Source data:
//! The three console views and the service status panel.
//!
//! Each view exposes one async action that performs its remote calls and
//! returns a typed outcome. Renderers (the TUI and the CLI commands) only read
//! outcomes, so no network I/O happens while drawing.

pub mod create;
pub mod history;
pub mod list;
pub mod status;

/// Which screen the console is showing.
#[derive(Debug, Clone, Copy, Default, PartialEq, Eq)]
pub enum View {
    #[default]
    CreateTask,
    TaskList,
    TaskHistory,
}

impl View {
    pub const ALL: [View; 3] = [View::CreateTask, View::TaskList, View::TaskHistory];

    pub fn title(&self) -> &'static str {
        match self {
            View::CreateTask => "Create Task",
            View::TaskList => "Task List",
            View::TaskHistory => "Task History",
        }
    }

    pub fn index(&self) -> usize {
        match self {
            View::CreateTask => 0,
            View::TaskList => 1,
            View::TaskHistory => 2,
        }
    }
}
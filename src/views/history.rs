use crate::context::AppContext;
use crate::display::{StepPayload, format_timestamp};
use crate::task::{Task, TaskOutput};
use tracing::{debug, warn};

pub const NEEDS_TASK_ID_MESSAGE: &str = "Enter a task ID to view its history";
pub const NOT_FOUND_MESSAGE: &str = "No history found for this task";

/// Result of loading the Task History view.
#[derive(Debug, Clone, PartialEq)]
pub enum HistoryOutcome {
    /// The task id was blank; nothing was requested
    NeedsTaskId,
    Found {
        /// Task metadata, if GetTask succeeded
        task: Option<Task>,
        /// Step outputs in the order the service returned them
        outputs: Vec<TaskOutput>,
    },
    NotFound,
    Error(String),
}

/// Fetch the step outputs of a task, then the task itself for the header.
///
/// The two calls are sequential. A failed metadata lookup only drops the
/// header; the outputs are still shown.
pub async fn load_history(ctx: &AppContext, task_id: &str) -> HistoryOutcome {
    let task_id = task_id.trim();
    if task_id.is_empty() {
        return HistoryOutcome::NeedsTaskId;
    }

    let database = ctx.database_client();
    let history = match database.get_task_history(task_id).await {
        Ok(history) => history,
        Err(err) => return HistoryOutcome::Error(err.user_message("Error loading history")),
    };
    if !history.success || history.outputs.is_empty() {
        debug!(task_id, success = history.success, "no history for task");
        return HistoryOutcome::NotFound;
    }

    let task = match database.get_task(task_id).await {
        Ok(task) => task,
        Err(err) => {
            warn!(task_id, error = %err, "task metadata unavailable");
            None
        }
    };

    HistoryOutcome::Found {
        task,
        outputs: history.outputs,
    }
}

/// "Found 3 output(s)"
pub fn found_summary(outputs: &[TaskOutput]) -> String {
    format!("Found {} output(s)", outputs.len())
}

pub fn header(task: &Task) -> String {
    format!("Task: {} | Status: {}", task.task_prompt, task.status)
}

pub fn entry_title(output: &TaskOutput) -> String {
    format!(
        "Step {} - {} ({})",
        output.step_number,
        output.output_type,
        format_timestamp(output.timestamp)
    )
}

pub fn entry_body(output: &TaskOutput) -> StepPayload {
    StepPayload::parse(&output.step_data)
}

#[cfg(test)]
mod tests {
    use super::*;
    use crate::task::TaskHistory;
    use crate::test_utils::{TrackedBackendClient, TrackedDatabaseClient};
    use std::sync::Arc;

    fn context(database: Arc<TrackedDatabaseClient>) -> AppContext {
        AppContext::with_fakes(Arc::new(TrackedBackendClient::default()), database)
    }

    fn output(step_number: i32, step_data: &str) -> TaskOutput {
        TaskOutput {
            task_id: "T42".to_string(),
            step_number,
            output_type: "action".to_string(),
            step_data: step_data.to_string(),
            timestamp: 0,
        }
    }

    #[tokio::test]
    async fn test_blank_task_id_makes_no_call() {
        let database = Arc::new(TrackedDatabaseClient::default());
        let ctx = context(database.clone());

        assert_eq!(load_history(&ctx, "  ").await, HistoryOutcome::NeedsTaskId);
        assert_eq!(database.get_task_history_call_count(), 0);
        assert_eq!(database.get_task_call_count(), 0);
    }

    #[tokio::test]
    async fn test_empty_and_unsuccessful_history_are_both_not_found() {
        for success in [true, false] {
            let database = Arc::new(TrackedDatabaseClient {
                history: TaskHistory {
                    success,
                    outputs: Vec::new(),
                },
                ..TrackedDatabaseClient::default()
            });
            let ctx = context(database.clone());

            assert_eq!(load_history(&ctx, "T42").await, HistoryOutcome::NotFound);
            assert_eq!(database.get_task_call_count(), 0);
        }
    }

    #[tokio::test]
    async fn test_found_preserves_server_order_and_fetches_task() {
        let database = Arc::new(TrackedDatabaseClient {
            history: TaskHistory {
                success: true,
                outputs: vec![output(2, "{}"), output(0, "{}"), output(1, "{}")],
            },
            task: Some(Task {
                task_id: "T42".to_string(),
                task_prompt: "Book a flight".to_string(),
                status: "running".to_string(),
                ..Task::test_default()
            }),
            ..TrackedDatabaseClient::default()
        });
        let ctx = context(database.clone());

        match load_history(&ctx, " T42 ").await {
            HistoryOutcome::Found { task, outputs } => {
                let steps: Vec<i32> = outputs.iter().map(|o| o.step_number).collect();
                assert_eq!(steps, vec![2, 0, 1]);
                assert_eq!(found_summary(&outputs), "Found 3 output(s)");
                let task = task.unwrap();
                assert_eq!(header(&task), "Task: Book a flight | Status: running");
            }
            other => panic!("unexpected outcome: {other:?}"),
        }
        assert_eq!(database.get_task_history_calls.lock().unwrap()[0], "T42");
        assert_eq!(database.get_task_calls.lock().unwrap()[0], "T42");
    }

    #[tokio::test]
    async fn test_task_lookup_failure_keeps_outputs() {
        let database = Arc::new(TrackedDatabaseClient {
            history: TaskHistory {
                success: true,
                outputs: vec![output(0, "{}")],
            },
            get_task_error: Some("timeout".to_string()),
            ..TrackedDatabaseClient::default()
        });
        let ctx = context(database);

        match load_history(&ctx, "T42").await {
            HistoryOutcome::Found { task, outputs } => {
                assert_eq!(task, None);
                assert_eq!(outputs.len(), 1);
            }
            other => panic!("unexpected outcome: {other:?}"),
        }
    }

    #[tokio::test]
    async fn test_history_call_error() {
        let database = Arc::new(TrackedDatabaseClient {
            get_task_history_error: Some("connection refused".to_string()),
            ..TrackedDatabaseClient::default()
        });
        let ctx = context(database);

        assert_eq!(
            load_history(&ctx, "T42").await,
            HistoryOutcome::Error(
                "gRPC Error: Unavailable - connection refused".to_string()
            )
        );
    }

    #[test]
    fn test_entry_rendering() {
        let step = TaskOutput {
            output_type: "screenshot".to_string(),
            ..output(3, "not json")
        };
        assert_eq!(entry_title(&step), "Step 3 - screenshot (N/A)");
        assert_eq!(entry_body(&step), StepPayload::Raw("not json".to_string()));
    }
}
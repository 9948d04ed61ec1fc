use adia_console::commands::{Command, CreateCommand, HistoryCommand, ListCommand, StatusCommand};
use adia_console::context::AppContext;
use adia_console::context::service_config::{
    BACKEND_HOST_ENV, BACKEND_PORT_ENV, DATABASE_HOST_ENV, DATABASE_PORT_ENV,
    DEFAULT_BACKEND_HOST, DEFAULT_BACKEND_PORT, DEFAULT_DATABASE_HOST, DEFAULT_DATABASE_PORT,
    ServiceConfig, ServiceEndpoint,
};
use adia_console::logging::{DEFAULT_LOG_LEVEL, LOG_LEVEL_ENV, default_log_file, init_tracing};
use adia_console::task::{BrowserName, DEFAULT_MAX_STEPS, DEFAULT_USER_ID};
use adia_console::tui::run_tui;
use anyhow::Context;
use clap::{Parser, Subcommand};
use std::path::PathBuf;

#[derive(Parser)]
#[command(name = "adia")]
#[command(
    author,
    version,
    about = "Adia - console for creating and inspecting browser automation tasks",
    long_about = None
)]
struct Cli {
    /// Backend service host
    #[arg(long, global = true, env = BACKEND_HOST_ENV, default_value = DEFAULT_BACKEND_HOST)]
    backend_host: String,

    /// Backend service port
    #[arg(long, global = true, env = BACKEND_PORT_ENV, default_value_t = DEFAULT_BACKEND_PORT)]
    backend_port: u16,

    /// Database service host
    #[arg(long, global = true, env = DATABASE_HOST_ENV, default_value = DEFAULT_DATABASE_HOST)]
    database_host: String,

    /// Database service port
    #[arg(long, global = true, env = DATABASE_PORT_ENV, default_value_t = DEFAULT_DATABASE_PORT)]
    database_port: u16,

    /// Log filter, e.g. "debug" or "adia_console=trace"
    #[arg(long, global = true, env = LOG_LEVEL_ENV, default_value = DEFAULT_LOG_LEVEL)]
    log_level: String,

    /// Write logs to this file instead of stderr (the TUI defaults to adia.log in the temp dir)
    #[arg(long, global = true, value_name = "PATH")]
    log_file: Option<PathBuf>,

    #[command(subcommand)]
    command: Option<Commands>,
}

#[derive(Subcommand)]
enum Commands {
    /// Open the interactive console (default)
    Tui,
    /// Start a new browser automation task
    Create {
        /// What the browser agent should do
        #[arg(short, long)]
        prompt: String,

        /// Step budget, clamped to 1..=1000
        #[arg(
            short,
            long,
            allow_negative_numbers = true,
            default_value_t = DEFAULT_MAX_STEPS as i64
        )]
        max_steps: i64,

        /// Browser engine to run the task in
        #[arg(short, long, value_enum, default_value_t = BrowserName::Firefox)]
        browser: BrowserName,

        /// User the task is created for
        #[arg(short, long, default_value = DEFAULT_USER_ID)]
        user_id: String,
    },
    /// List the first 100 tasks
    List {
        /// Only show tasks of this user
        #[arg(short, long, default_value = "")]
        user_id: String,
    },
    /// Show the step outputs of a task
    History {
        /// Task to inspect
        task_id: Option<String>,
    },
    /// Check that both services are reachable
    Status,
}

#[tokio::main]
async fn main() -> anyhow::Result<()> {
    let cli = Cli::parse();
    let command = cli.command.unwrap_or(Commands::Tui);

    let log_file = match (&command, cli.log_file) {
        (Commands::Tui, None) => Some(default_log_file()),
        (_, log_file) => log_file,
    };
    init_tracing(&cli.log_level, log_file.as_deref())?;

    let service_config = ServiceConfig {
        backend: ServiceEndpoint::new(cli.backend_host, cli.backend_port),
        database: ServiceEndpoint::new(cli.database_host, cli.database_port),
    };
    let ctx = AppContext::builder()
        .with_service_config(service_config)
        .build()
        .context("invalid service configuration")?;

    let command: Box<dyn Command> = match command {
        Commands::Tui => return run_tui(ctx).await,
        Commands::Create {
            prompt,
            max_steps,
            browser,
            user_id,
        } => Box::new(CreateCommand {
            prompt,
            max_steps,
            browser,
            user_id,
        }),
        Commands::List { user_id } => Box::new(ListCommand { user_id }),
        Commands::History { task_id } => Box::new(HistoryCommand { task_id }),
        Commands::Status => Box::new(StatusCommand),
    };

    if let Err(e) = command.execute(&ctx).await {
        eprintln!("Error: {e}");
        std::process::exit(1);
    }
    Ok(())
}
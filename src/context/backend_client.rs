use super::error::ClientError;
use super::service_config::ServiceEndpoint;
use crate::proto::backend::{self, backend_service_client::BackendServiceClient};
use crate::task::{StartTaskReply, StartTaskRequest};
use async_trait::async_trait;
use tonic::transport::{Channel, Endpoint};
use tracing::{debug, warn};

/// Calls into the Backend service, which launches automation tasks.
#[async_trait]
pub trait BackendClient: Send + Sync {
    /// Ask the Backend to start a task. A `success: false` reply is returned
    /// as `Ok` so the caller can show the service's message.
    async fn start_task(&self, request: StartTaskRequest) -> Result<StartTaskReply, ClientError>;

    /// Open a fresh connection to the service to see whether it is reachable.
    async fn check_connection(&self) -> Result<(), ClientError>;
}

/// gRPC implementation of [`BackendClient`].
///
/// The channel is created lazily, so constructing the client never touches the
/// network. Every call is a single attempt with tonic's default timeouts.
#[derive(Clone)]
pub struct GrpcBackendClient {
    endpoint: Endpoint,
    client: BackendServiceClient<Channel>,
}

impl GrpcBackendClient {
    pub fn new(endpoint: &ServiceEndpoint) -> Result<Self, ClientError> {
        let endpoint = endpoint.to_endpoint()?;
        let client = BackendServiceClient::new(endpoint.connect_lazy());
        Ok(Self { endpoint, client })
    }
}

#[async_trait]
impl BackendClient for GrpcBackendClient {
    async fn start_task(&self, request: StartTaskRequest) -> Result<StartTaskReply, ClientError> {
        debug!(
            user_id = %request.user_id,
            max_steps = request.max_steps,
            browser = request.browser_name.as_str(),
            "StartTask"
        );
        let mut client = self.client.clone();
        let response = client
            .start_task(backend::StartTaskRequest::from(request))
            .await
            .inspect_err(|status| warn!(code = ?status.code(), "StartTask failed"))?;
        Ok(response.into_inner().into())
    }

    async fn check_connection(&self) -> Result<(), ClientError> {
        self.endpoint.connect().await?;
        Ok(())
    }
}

— Task instructions —
Working through the records, find each line containing the word "StartTaskRequest" and copy it.

— Exercise result —
use crate::task::{StartTaskReply, StartTaskRequest};
    async fn start_task(&self, request: StartTaskRequest) -> Result<StartTaskReply, ClientError>;
    async fn start_task(&self, request: StartTaskRequest) -> Result<StartTaskReply, ClientError> {
            .start_task(backend::StartTaskRequest::from(request))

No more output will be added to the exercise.